Many thanks for pointing this out to me!

Frank


----------



## mstatdfield (Jan 20, 2008)

Frank,
The Tropheus tank section is a great addition to the website. Thanks so much for taking the time to put it together. I have learned a great deal from it. The tank itself is gorgeous. The 2260 must really chug. How often do you have to gravel vac this tank? If I am not mistaken you have ben able to put it off for long periods of time with your tanks with UGJs. Just curious if you are missing it on the 125g. Keep up with good work!

Marc


----------



## ancestral (Mar 10, 2009)

Very nice website Frank. Especially the 125g and 240g sections.

You just gave me lots of new ideas for my new 1000 liter (270g) tank. Thanks to you, i seem to have solved my sump and overflow box problems. My new tank has been saved from drilling.

Great work, thanks again for sharing all your stunning stuff.


----------



## fmueller (Jan 11, 2004)

mstatdfield said:


> How often do you have to gravel vac this tank? If I am not mistaken you have been able to put it off for long periods of time with your tanks with UGJs.


I have to say I couldn't even tell you when is the last time I have done a thorough gravel vacuuming in the 125G Tropheus tank. Some debris tends to accumulate in the open area between the big piece of wood and the little rock cave. Snails gather there and feed on it, so I occasionally take a hose and vacuum that area, but I rarely stir up the substrate. When I do, there doesn't seem to be much dirt in it. I couldn't really stir up the substrate in the areas where the plants are anyhow, because this tank has lots of plants that have a large root bed in the substrate - valisneria, echinodorus, cryptocoryne. In summary, although I like the UGJ system in my 240G, I can't say I miss it in this tank.

The main issue in the 125G tropheus tank are snails. I've got the population way down now with feeding less and putting slices of zucchini and cucumber in the tank over night, both of which are covered with snails in the morning that can be discarded together with the veggies. I've also just introduced some multies to the tank. I wasn't even thinking of that at first, but the other day I read that they might eat snails. If they do, they should be very happy about the food supply in my tanks, and my problem should be solved :wink:



ancestral said:


> Thanks to you, i seem to have solved my sump and overflow box problems. My new tank has been saved from drilling.


Hmm, my 240G is drilled, and I am not sure that I give any advice how to set up a sump system without doing that. But I am glad if you got the right ideas while browsing through my ramblings 

Many thanks for the compliments to both of you!

Frank


----------



## Louis123 (Jun 13, 2004)

Hey Mr.Mueller,

Your tank looks amazing, the only thing I might not like is your eheim diffuser, since I had trouble with tropheus not spawning well when there was alot of micro bubbles in the tank. Aside from that, really nice combination of driftwood and plants, it's stunning.

A few questions :

-Do you have any concern about the driftwood softening the water too much ?

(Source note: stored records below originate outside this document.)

//! Application-wide constants
//!
//! This module contains all magic numbers and string literals used throughout
//! the application, providing a single source of truth for constant values.

/// X11 protocol and rendering constants
pub mod x11 {
    /// ARGB color depth (32-bit: 8 bits each for Alpha, Red, Green, Blue)
    pub const ARGB_DEPTH: u8 = 32;

    /// Override redirect flag for unmanaged windows
    pub const OVERRIDE_REDIRECT: u32 = 1;

    /// WM_CLASS value (instance\0class\0) set on every window we create
    pub const WM_CLASS: &[u8] = b"screen-shield\0screen-shield\0";

    /// Glyph indices in the standard X cursor font
    pub const CURSOR_CROSSHAIR: u16 = 34;
    pub const CURSOR_FLEUR: u16 = 52;

    /// Keysym for the Escape key
    pub const XK_ESCAPE: u32 = 0xff1b;

    /// Property the KWin blur effect reads; an empty region blurs the whole window
    pub const BLUR_BEHIND_PROPERTY: &[u8] = b"_KDE_NET_WM_BLUR_BEHIND_REGION";

    /// Private atom used to wake the engine thread
    pub const WAKE_ATOM: &[u8] = b"_SCREEN_SHIELD_WAKE";
}

/// Mouse button constants
pub mod mouse {
    /// Left mouse button number
    pub const BUTTON_LEFT: u8 = 1;

    /// Middle mouse button number
    pub const BUTTON_MIDDLE: u8 = 2;

    /// Right mouse button number
    pub const BUTTON_RIGHT: u8 = 3;
}

/// Region validation
pub mod region {
    /// Largest accepted absolute value of a region origin coordinate
    pub const COORDINATE_BOUND: i32 = 10_000;
}

/// Shield window appearance and interaction
pub mod shield {
    /// Premultiplied ARGB background of the blur window (dark tint, ~40% alpha)
    pub const BLUR_TINT_ARGB: u32 = 0x66_0C_0C_0C;

    /// Premultiplied ARGB background of the interaction window (alpha 1/255)
    pub const HANDLE_BACKGROUND_ARGB: u32 = 0x01_00_00_00;

    /// _NET_WM_WINDOW_OPACITY for the interaction window (1%, never fully transparent)
    pub const HANDLE_OPACITY: u32 = 0x028F_5C28;

    /// Distance from an edge (in pixels) that starts a resize instead of a move
    pub const RESIZE_MARGIN: i32 = 8;

    /// Smallest width/height a resize may produce
    pub const MIN_SIZE: i32 = 20;
}

/// Selection overlay appearance
pub mod overlay {
    /// Scrim alpha (0-255) drawn over the whole overlay
    pub const SCRIM_ALPHA: u8 = 120;

    /// Premultiplied ARGB color of the dashed selection border
    pub const BORDER_ARGB: u32 = 0xFF_FF_FF_FF;

    /// Dash length (on/off) of the selection border in pixels
    pub const BORDER_DASH: u8 = 4;
}

/// Context menu layout and colors
pub mod menu {
    pub const WIDTH: u16 = 200;
    pub const ITEM_HEIGHT: u16 = 26;
    pub const SEPARATOR_HEIGHT: u16 = 9;
    pub const PADDING: u16 = 4;
    pub const TEXT_LEFT: i16 = 28;
    pub const CHECK_LEFT: i16 = 10;
    pub const FONT_SIZE: f32 = 14.0;

    pub const BACKGROUND_ARGB: u32 = 0xFF_2B_2B_2B;
    pub const HOVER_ARGB: u32 = 0xFF_3D_6F_A8;
    pub const SEPARATOR_ARGB: u32 = 0xFF_55_55_55;
    pub const TEXT_ARGB: u32 = 0xFF_EE_EE_EE;
}

/// Configuration file constants
pub mod config {
    /// Application directory name under the user's config dir
    pub const APP_DIR: &str = "screen-shield";

    /// Settings file name
    pub const FILENAME: &str = "settings.json";
}

/// Single-instance guard
pub mod instance {
    /// Well-known identifier of the shared-memory segment (uid is appended)
    pub const KEY: &str = "screen-shield-9f3a61c2";
}

/// Tray presence
pub mod tray {
    pub const ID: &str = "screen-shield";
    pub const TITLE: &str = "Screen Shield";
    pub const TOOLTIP: &str = "Screen Shield controller";
}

-What are your water parameters, I supose you don't use any kind of buffer with your continuous water change system ?

-How about a C02 feeder, do you dose any C02 to your plants ?

-For the roots bed, did you use a product in particular ?

I have a 150g tropheus tank, it does not look good but it works well  I run PH close to 8.5-9.0, with very hard water. I always wandered if I was spending too much on the buffer and salt, lets admit it, it's a hassle to prepare your water !! Do you have any feedback on a tank running on tap water, as far as breeding and acclimatation goes ?

I never had any deaths in my tank running with the "lake" parameters, but I would be open to changing my system. I'll be following up on your tank, you are doing a great job :thumb:


----------



## mmd (Aug 26, 2007)

i remember when this tank was up for a vote, trophs or south american cichlids
i voted south american
based on your pictures i was wrong
looks great, inspired me to re aquascape today....


----------



## fmueller (Jan 11, 2004)

Louis123 said:


> Your tank looks amazing, the only thing I might not like is your eheim diffuser, since I had trouble with tropheus not spawning well when there was a lot of micro bubbles in the tank. Aside from that, really nice combination of driftwood and plants, it's stunning.[/url]
> 
> Many thanks for the compliments. That's an interesting observation regarding the bubbles. These are my first and so far only tropheus, so I am far from being an expert, but I can assure you that these tropheus absolutely love the current, and don't seem to mind the bubbles in the least. That seemed to make sense to me, since AFAIK tropheus populate the surge area in the lake, ie an area that is close to the surface near the shore where sunlight easily penetrates the water leading to abundant algae growth, which of course is their food source. This area is also where huge breakers come in leading to strong current, and I imagine plenty of bubbles. I've never been to the lake myself, so this is second hand info.
> 
> ...


I haven't given up on the South Americans - they are in a 75G. I just haven't got around to complete this section of my web site. The setup is very similar to the tropheus tank though - same water change system, Eheim canister (2217) with Eheim diffusor, pool filter sand, painted background, and so on. I just redid the aquascaping in this tank two days ago since my Geophagus sp. Pindare were not breeding, and have been at breeding size for ages. Following the advice of Jeremy Basch - a man who knows his Geophagine! - I opened up the tank a little by removing lots of wood and creating a large sand area with a big flat rock in the middle. I also fed them oodles of life blackworms. Two days after making the changes, I clearly have a pair, and they are guarding that rock! I am very excited to see those fish breed, since Jeremy might be the only other person who has bred that species in the US, although they have been in the hobby in Germany for ages.

Greetings

Frank


----------



## Floridagirl (Jan 10, 2008)

I have been to your website many times. Your tanks are truly an inspiration. Thank you.


----------